Meeks’ involvement with both the National Trust and The Nature Conservancy shaped her insight into what remains to bridge land conservation and historic preservation. As the crowd of landowners, government officials, community leaders, and conservation and preservation professionals listened, she observed:
While preservationists and land conservationists often have distinct focuses, use different tools, and have their own unique cultures, I am more often struck today by the commonalities between our two movements. Both are built on a keen appreciation of the fragility of our heritage, be it natural or man-made, and a strong desire to preserve the unique and irreplaceable. Both movements are committed to sustainable solutions and focused on helping communities take action to preserve what matters to them. Both are full of people who recognize the power of a mutually beneficial partnership. The ingredients are there to come together as a cohesive movement, and it is even more fundamental to our mutual success going forward than ever before.
Meeks illustrated this need for unification with South Carolina’s Drayton Hall. The oldest preserved plantation house in the United States that is open to the public, Drayton also holds the nation’s oldest African-American cemetery still in use. In 2010, Drayton Hall faced threats of golf course development, which could have destroyed “the most significant undisturbed historic landscape in America.” The National Trust joined with local conservationists seeking to protect the Ashley River, a scenic and historic state river corridor. With this partnership, the two allies blocked the development.

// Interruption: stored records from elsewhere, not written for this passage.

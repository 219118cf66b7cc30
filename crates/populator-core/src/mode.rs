//! Output mode and per-job flags.

use std::fmt;

/// How a job writes parsed records into its target.
#[derive(Clone, Copy, Debug, PartialEq, Eq, Hash)]
pub enum OutputMode {
    /// Every record is appended as a new element of a record list.
    Array,
    /// Every record is split into key and value and written to a
    /// key/value store.
    Hash,
    /// Every record is split into key and value; the key names an
    /// existing scalar binding that receives the value.
    Vars,
}

impl OutputMode {
    /// Whether records are split at the sub-delimiter.
    pub fn is_keyed(self) -> bool {
        matches!(self, Self::Hash | Self::Vars)
    }
}

impl fmt::Display for OutputMode {
    fn fmt(&self, f: &mut fmt::Formatter<'_>) -> fmt::Result {
        match self {
            Self::Array => write!(f, "array"),
            Self::Hash => write!(f, "hash"),
            Self::Vars => write!(f, "vars"),
        }
    }
}

/// Behaviour switches carried by a job.
#[derive(Clone, Copy, Debug, Default, PartialEq, Eq)]
pub struct Flags {
    /// Suppress every diagnostic line on the job's sink.
    pub silent: bool,
    /// Refuse a target whose existing binding is not at global scope.
    pub only_global: bool,
    /// Trace every record on the job's sink.
    pub debug: bool,
}

impl Flags {
    /// All flags cleared.
    pub const NONE: Flags = Flags {
        silent: false,
        only_global: false,
        debug: false,
    };
}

As Meeks eloquently described, “the historic and cultural reasons for protecting natural landscapes are intertwined and…inseparable. The story of the land is the story of the American people, and vice versa.” So true is the narrative of the Red Hills. The unique landscape is dotted with historic tenant houses, community churches, and mansions that both landowners and the public cherish. The Red Hills’ cultural and natural heritage is being protected thanks to its inhabitants and organizations like Tall Timbers.
With thunder rolling in the background, Meeks praised Tall Timbers’ work at Dixie Plantation “to care equally about the historic resources that are integrated into the landscapes [land trusts] seek to protect.” Restoring the historic Dixie House will enable Tall Timbers to bring more scientists, government officials, and the general public to this working Red Hills landscape, spreading the critical message of linking land conservation and historic preservation. While Tall Timbers works to close the gap between protected lands in the Red Hills, its work also closes the gap between two seemingly disparate, but actually connected, disciplines.